Never advertise language coverage merely because a model can generate text in that language. Test meaning, script rendering, accessibility, escalation, and the real human support route.

Protect Data Before Asking the Model

A user's ability to paste information into a tool does not establish permission to process it. A deployment must define purpose, lawful basis or other required authority, minimum necessary input, model and vendor access, retention, training use, geography, security, logging, deletion, and incident response. De-identification and synthetic data should be used when the task does not require real personal information.

WHO's health data governance policy brief highlights the role of governance, quality, privacy, equity, and human rights in trusted AI-enabled health systems. Deployment-specific law and agreements still control.

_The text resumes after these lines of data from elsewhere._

//! Connection lifecycle supervision.
//!
//! [`ConnectionSupervisor`] owns the only writable view of the connection.
//! It restores credentials, opens sessions through a [`Connector`], turns
//! the session's events into state transitions, and reconnects after
//! non-terminal closes. Inbound messages leave through an mpsc channel in
//! delivery order.

pub mod backoff;
pub mod bridge;
pub mod events;
pub mod qr;
pub mod state;
pub mod transport;
#[cfg(feature = "whatsapp-web")]
pub mod whatsapp_web;

pub use backoff::ReconnectPolicy;
pub use bridge::BridgeConnector;
pub use events::{CloseReason, ConnectionEvent, RawInbound};
pub use qr::{LinkChallengeSink, SilentSink, TerminalQrSink};
pub use state::{ConnectionHandle, ConnectionState};
pub use transport::{Connection, Connector, Session};
#[cfg(feature = "whatsapp-web")]
pub use whatsapp_web::WhatsAppWebConnector;

use anyhow::Result;
use std::path::PathBuf;
use std::sync::Arc;
use tokio::sync::mpsc;
use tokio::task::JoinHandle;
use tokio_util::sync::CancellationToken;
use tokio_util::task::TaskTracker;

use crate::session::CredentialStore;

/// State reached after `event` is observed in `current`.
///
/// [`ConnectionState::LoggedOut`] absorbs every event.
pub fn next_state(current: ConnectionState, event: &ConnectionEvent) -> ConnectionState {
    if current == ConnectionState::LoggedOut {
        return current;
    }
    match event {
        ConnectionEvent::Open { .. } => ConnectionState::Connected,
        ConnectionEvent::Closed(CloseReason::LoggedOut) => ConnectionState::LoggedOut,
        ConnectionEvent::Closed(CloseReason::Other { .. }) => ConnectionState::Disconnected,
        ConnectionEvent::LinkChallenge(_)
        | ConnectionEvent::CredentialsUpdated(_)
        | ConnectionEvent::Inbound(_) => current,
    }
}

/// How a single session ended.
#[derive(Debug)]
enum SessionEnd {
    Cancelled,
    Closed(CloseReason),
}

pub struct ConnectionSupervisor {
    connector: Arc<dyn Connector>,
    credentials: Arc<CredentialStore>,
    handle: ConnectionHandle,
    link_sink: Arc<dyn LinkChallengeSink>,
    inbound: mpsc::Sender<RawInbound>,
    auth_dir: PathBuf,
    policy: ReconnectPolicy,
    clear_on_logout: bool,
    background: TaskTracker,
    last_rotation: Option<JoinHandle<()>>,
}

impl ConnectionSupervisor {
    pub fn new(
        connector: Arc<dyn Connector>,
        credentials: Arc<CredentialStore>,
        handle: ConnectionHandle,
        inbound: mpsc::Sender<RawInbound>,
        auth_dir: PathBuf,
        policy: ReconnectPolicy,
    ) -> Self {
        Self {
            connector,
            credentials,
            handle,
            link_sink: Arc::new(TerminalQrSink),
            inbound,
            auth_dir,
            policy,
            clear_on_logout: false,
            background: TaskTracker::new(),
            last_rotation: None,
        }
    }

    #[must_use]
    pub fn with_link_sink(mut self, sink: Arc<dyn LinkChallengeSink>) -> Self {
        self.link_sink = sink;
        self
    }

    /// Tear down local and remote credentials when the device is unlinked.
    #[must_use]
    pub fn clear_on_logout(mut self, enabled: bool) -> Self {
        self.clear_on_logout = enabled;
        self
    }

    pub fn handle(&self) -> ConnectionHandle {
        self.handle.clone()
    }

    /// Run until cancelled or logged out.
    ///
    /// Returns after in-flight credential syncs have finished.
    pub async fn run(mut self, cancel: CancellationToken) -> Result<ConnectionState> {
        self.restore_credentials().await;

        let final_state = loop {
            if cancel.is_cancelled() {
                break ConnectionState::Disconnected;
            }

            self.handle.set_state(ConnectionState::AwaitingLink);
            tracing::info!(connector = self.connector.name(), "Opening protocol session");

            let connected = tokio::select! {
                () = cancel.cancelled() => break ConnectionState::Disconnected,
                result = self.connector.connect(&self.auth_dir) => result,
            };

            let reason = match connected {
                Ok(connection) => {
                    let session = Arc::clone(&connection.session);
                    self.handle.attach(Arc::clone(&session));
                    let end = self.drive(connection.events, &cancel).await;
                    self.handle.detach();

                    match end {
                        SessionEnd::Cancelled => {
                            session.close().await;
                            break ConnectionState::Disconnected;
                        }
                        SessionEnd::Closed(reason) => {
                            session.close().await;
                            reason
                        }
                    }
                }
                Err(e) => CloseReason::Other {
                    status_code: None,
                    message: format!("{e:#}"),
                },
            };

            match reason {
                CloseReason::LoggedOut => {
                    self.handle.set_state(ConnectionState::LoggedOut);
                    tracing::warn!(
                        "Device was unlinked. Relink required; automatic reconnect stopped"
                    );
                    if self.clear_on_logout {
                        self.teardown_credentials().await;
                    }
                    break ConnectionState::LoggedOut;
                }
                CloseReason::Other {
                    status_code,
                    message,
                } => {
                    self.handle.set_state(ConnectionState::Disconnected);
                    let delay = self.policy.next_delay();
                    tracing::warn!(
                        ?status_code,
                        "Protocol session closed: {message}. Reconnecting in {}ms",
                        delay.as_millis()
                    );
                    tokio::select! {
                        () = cancel.cancelled() => break ConnectionState::Disconnected,
                        () = tokio::time::sleep(delay) => {}
                    }
                }
            }
        };

        if final_state != ConnectionState::LoggedOut {
            self.handle.set_state(ConnectionState::Disconnected);
        }

        self.background.close();
        self.background.wait().await;
        Ok(final_state)
    }

    async fn restore_credentials(&self) {
        match self.credentials.fetch_into(&self.auth_dir).await {
            Ok(true) => tracing::info!(
                namespace = self.credentials.namespace(),
                "Restored credential bundle from remote store"
            ),
            Ok(false) => tracing::info!(
                namespace = self.credentials.namespace(),
                "No remote credentials found; a new link will be required"
            ),
            Err(e) => tracing::warn!(
                namespace = self.credentials.namespace(),
                "Credential restore failed, continuing with local copy: {e:#}"
            ),
        }
    }

    async fn teardown_credentials(&self) {
        // A pending rotation must not recreate the directory afterwards.
        self.background.close();
        self.background.wait().await;
        if let Err(e) = self.credentials.teardown(&self.auth_dir).await {
            tracing::warn!("Credential teardown after logout failed: {e:#}");
        }
    }

    async fn drive(
        &mut self,
        mut events: mpsc::Receiver<ConnectionEvent>,
        cancel: &CancellationToken,
    ) -> SessionEnd {
        loop {
            let event = tokio::select! {
                () = cancel.cancelled() => return SessionEnd::Cancelled,
                event = events.recv() => event,
            };
            let Some(event) = event else {
                return SessionEnd::Closed(CloseReason::Other {
                    status_code: None,
                    message: "event stream ended".to_string(),
                });
            };

            let next = next_state(self.handle.state(), &event);
            match event {
                ConnectionEvent::LinkChallenge(code) => {
                    self.handle.set_link_challenge(&code);
                    self.link_sink.present(&code);
                }
                ConnectionEvent::Open { own_identity } => {
                    self.handle.set_own_identity(own_identity);
                    self.handle.set_state(next);
                    self.policy.reset();
                }
                ConnectionEvent::Closed(reason) => return SessionEnd::Closed(reason),
                ConnectionEvent::CredentialsUpdated(bundle) => {
                    self.persist_rotation(bundle);
                }
                ConnectionEvent::Inbound(raw) => {
                    if self.inbound.send(raw).await.is_err() {
                        tracing::warn!("Inbound pipeline is gone; dropping message");
                    }
                }
            }
        }
    }

    /// Write rotated blobs and sync them, off the event loop.
    ///
    /// Rotations run in arrival order on the tracker; inbound forwarding
    /// never waits on the disk or the remote store.
    fn persist_rotation(&mut self, bundle: crate::session::CredentialBundle) {
        let credentials = Arc::clone(&self.credentials);
        let auth_dir = self.auth_dir.clone();
        let previous = self.last_rotation.take();
        let done = self.background.spawn(async move {
            if let Some(previous) = previous {
                let _ = previous.await;
            }

            let changed: Option<Vec<String>> = if bundle.is_empty() {
                None
            } else {
                if let Err(e) = bundle.write_into(&auth_dir).await {
                    tracing::warn!("Failed to persist rotated credentials locally: {e:#}");
                    return;
                }
                Some(bundle.names().map(str::to_string).collect())
            };

            match credentials.sync_from(&auth_dir, changed.as_deref()).await {
                Ok(report) if !report.failed.is_empty() => tracing::warn!(
                    uploaded = report.uploaded.len(),
                    failed = report.failed.len(),
                    "Credential sync finished with failures"
                ),
                Ok(report) => tracing::debug!(
                    uploaded = report.uploaded.len(),
                    unchanged = report.unchanged,
                    "Credential sync finished"
                ),
                Err(e) => tracing::warn!("Credential sync failed: {e:#}"),
            }
        });
        self.last_rotation = Some(done);
    }
}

Evaluate Performance in the Actual Context

  • Test representative languages, locations, user roles, and information quality.
  • Measure false confidence, omissions, unsafe suggestions, and reviewer correction.
  • Test model, vendor, network, and integration outages.
  • Review performance after material model, prompt, data, or workflow changes.
  • Provide a route to contest outcomes and report harm or misleading content.
  • Pause or narrow a function when evidence does not support continued use.

WHO's guidance on large multi-modal models recommends well-defined tasks, stakeholder involvement, regulation, auditing, and impact assessment. Its broader principles—autonomy, safety, transparency, accountability, inclusion, and sustainability—provide a useful test for administrative AI as well as clinical applications. WHO does not endorse Tourist SOS or Terra.

The Tourist SOS Commitment

Our direction is AI-assisted coordination with explicit human and institutional authority—not AI replacing the people responsible for care, dispatch, coverage, payment, or public decisions. We aim to show users what a result means, what it does not mean, and what confirmation is still required.

Public descriptions will continue to distinguish demonstrations and proposed capabilities from available services. Current limitations are set out in our Medical and AI Disclaimer, Terms, and Trust Center. Responsible AI is not a feature we complete once. It is an operating discipline that must follow the product as its users, models, evidence, and environments change.